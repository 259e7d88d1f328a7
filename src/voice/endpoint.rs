//! Energy-based utterance endpointing
//!
//! Splits a live sample stream into phrases: speech starts when frame energy
//! rises above the threshold and ends after a run of silence.

use super::SAMPLE_RATE;

/// Default minimum audio energy to consider speech
pub const DEFAULT_ENERGY_THRESHOLD: f32 = 0.03;

/// Minimum speech length to count as a phrase (0.3 seconds)
const MIN_SPEECH_SAMPLES: usize = SAMPLE_RATE as usize * 3 / 10;

/// Silence that ends a phrase (0.8 seconds)
const PAUSE_SAMPLES: usize = SAMPLE_RATE as usize * 8 / 10;

/// Where the detector is within the current phrase
#[derive(Debug, Clone, Copy, PartialEq, Eq)]
pub enum EndpointState {
    /// No speech yet
    Idle,
    /// Speech started, accumulating
    Speaking,
    /// Phrase finished (pause or length limit)
    Complete,
}

/// Tracks speech start and end over streamed audio
#[derive(Debug)]
pub struct UtteranceDetector {
    threshold: f32,
    max_samples: usize,
    state: EndpointState,
    buffer: Vec<f32>,
    silence_counter: usize,
}

impl UtteranceDetector {
    /// Create a detector with the given energy threshold and phrase length cap
    #[must_use]
    pub const fn new(threshold: f32, max_samples: usize) -> Self {
        Self {
            threshold,
            max_samples,
            state: EndpointState::Idle,
            buffer: Vec::new(),
            silence_counter: 0,
        }
    }

    /// Feed a chunk of samples and return the updated state
    pub fn process(&mut self, samples: &[f32]) -> EndpointState {
        let energy = calculate_energy(samples);
        let is_speech = energy > self.threshold;

        match self.state {
            EndpointState::Idle => {
                if is_speech {
                    self.state = EndpointState::Speaking;
                    self.buffer.clear();
                    self.buffer.extend_from_slice(samples);
                    self.silence_counter = 0;
                    tracing::trace!(energy, "speech started");
                }
            }
            EndpointState::Speaking => {
                self.buffer.extend_from_slice(samples);

                if is_speech {
                    self.silence_counter = 0;
                } else {
                    self.silence_counter += samples.len();
                }

                let speech_len = self.buffer.len().saturating_sub(self.silence_counter);

                if self.silence_counter > PAUSE_SAMPLES {
                    if speech_len > MIN_SPEECH_SAMPLES {
                        tracing::debug!(samples = self.buffer.len(), "phrase complete");
                        self.state = EndpointState::Complete;
                    } else {
                        // Too short to be speech, likely a click or bump
                        tracing::trace!(speech_len, "discarding short noise burst");
                        self.reset();
                    }
                } else if self.buffer.len() >= self.max_samples {
                    tracing::debug!(samples = self.buffer.len(), "phrase length limit reached");
                    self.state = EndpointState::Complete;
                }
            }
            EndpointState::Complete => {}
        }

        self.state
    }

    /// Current state
    #[must_use]
    pub const fn state(&self) -> EndpointState {
        self.state
    }

    /// Whether speech has started
    #[must_use]
    pub fn has_speech(&self) -> bool {
        self.state != EndpointState::Idle
    }

    /// Energy threshold in use
    #[must_use]
    pub const fn threshold(&self) -> f32 {
        self.threshold
    }

    /// Take the phrase buffer and reset to idle
    pub fn take_phrase(&mut self) -> Vec<f32> {
        let phrase = std::mem::take(&mut self.buffer);
        self.reset();
        phrase
    }

    /// Reset to idle, discarding any buffered audio
    pub fn reset(&mut self) {
        self.state = EndpointState::Idle;
        self.buffer.clear();
        self.silence_counter = 0;
    }
}

/// Calculate RMS energy of audio samples
#[allow(clippy::cast_precision_loss)]
#[must_use]
pub fn calculate_energy(samples: &[f32]) -> f32 {
    if samples.is_empty() {
        return 0.0;
    }

    let sum_squares: f32 = samples.iter().map(|s| s * s).sum();
    (sum_squares / samples.len() as f32).sqrt()
}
****
Exercise objective: Reproduce the data exactly, altering nothing.

Answer section:
repository 259e7d88d1f328a7
filename src/voice/endpoint.rs
//! Energy-based utterance endpointing
//!
//! Splits a live sample stream into phrases: speech starts when frame energy
//! rises above the threshold and ends after a run of silence.

use super::SAMPLE_RATE;

/// Default minimum audio energy to consider speech
pub const DEFAULT_ENERGY_THRESHOLD: f32 = 0.03;

/// Minimum speech length to count as a phrase (0.3 seconds)
const MIN_SPEECH_SAMPLES: usize = SAMPLE_RATE as usize * 3 / 10;

/// Silence that ends a phrase (0.8 seconds)
const PAUSE_SAMPLES: usize = SAMPLE_RATE as usize * 8 / 10;

/// Where the detector is within the current phrase
#[derive(Debug, Clone, Copy, PartialEq, Eq)]
pub enum EndpointState {
    /// No speech yet
    Idle,
    /// Speech started, accumulating
    Speaking,
    /// Phrase finished (pause or length limit)
    Complete,
}

/// Tracks speech start and end over streamed audio
#[derive(Debug)]
pub struct UtteranceDetector {
    threshold: f32,
    max_samples: usize,
    state: EndpointState,
    buffer: Vec<f32>,
    silence_counter: usize,
}

impl UtteranceDetector {
    /// Create a detector with the given energy threshold and phrase length cap
    #[must_use]
    pub const fn new(threshold: f32, max_samples: usize) -> Self {
        Self {
            threshold,
            max_samples,
            state: EndpointState::Idle,
            buffer: Vec::new(),
            silence_counter: 0,
        }
    }

    /// Feed a chunk of samples and return the updated state
    pub fn process(&mut self, samples: &[f32]) -> EndpointState {
        let energy = calculate_energy(samples);
        let is_speech = energy > self.threshold;

        match self.state {
            EndpointState::Idle => {
                if is_speech {
                    self.state = EndpointState::Speaking;
                    self.buffer.clear();
                    self.buffer.extend_from_slice(samples);
                    self.silence_counter = 0;
                    tracing::trace!(energy, "speech started");
                }
            }
            EndpointState::Speaking => {
                self.buffer.extend_from_slice(samples);

                if is_speech {
                    self.silence_counter = 0;
                } else {
                    self.silence_counter += samples.len();
                }

                let speech_len = self.buffer.len().saturating_sub(self.silence_counter);

                if self.silence_counter > PAUSE_SAMPLES {
                    if speech_len > MIN_SPEECH_SAMPLES {
                        tracing::debug!(samples = self.buffer.len(), "phrase complete");
                        self.state = EndpointState::Complete;
                    } else {
                        // Too short to be speech, likely a click or bump
                        tracing::trace!(speech_len, "discarding short noise burst");
                        self.reset();
                    }
                } else if self.buffer.len() >= self.max_samples {
                    tracing::debug!(samples = self.buffer.len(), "phrase length limit reached");
                    self.state = EndpointState::Complete;
                }
            }
            EndpointState::Complete => {}
        }

        self.state
    }

    /// Current state
    #[must_use]
    pub const fn state(&self) -> EndpointState {
        self.state
    }

    /// Whether speech has started
    #[must_use]
    pub fn has_speech(&self) -> bool {
        self.state != EndpointState::Idle
    }

    /// Energy threshold in use
    #[must_use]
    pub const fn threshold(&self) -> f32 {
        self.threshold
    }

    /// Take the phrase buffer and reset to idle
    pub fn take_phrase(&mut self) -> Vec<f32> {
        let phrase = std::mem::take(&mut self.buffer);
        self.reset();
        phrase
    }

    /// Reset to idle, discarding any buffered audio
    pub fn reset(&mut self) {
        self.state = EndpointState::Idle;
        self.buffer.clear();
        self.silence_counter = 0;
    }
}

/// Calculate RMS energy of audio samples
#[allow(clippy::cast_precision_loss)]
#[must_use]
pub fn calculate_energy(samples: &[f32]) -> f32 {
    if samples.is_empty() {
        return 0.0;
    }

    let sum_squares: f32 = samples.iter().map(|s| s * s).sum();
    (sum_squares / samples.len() as f32).sqrt()
}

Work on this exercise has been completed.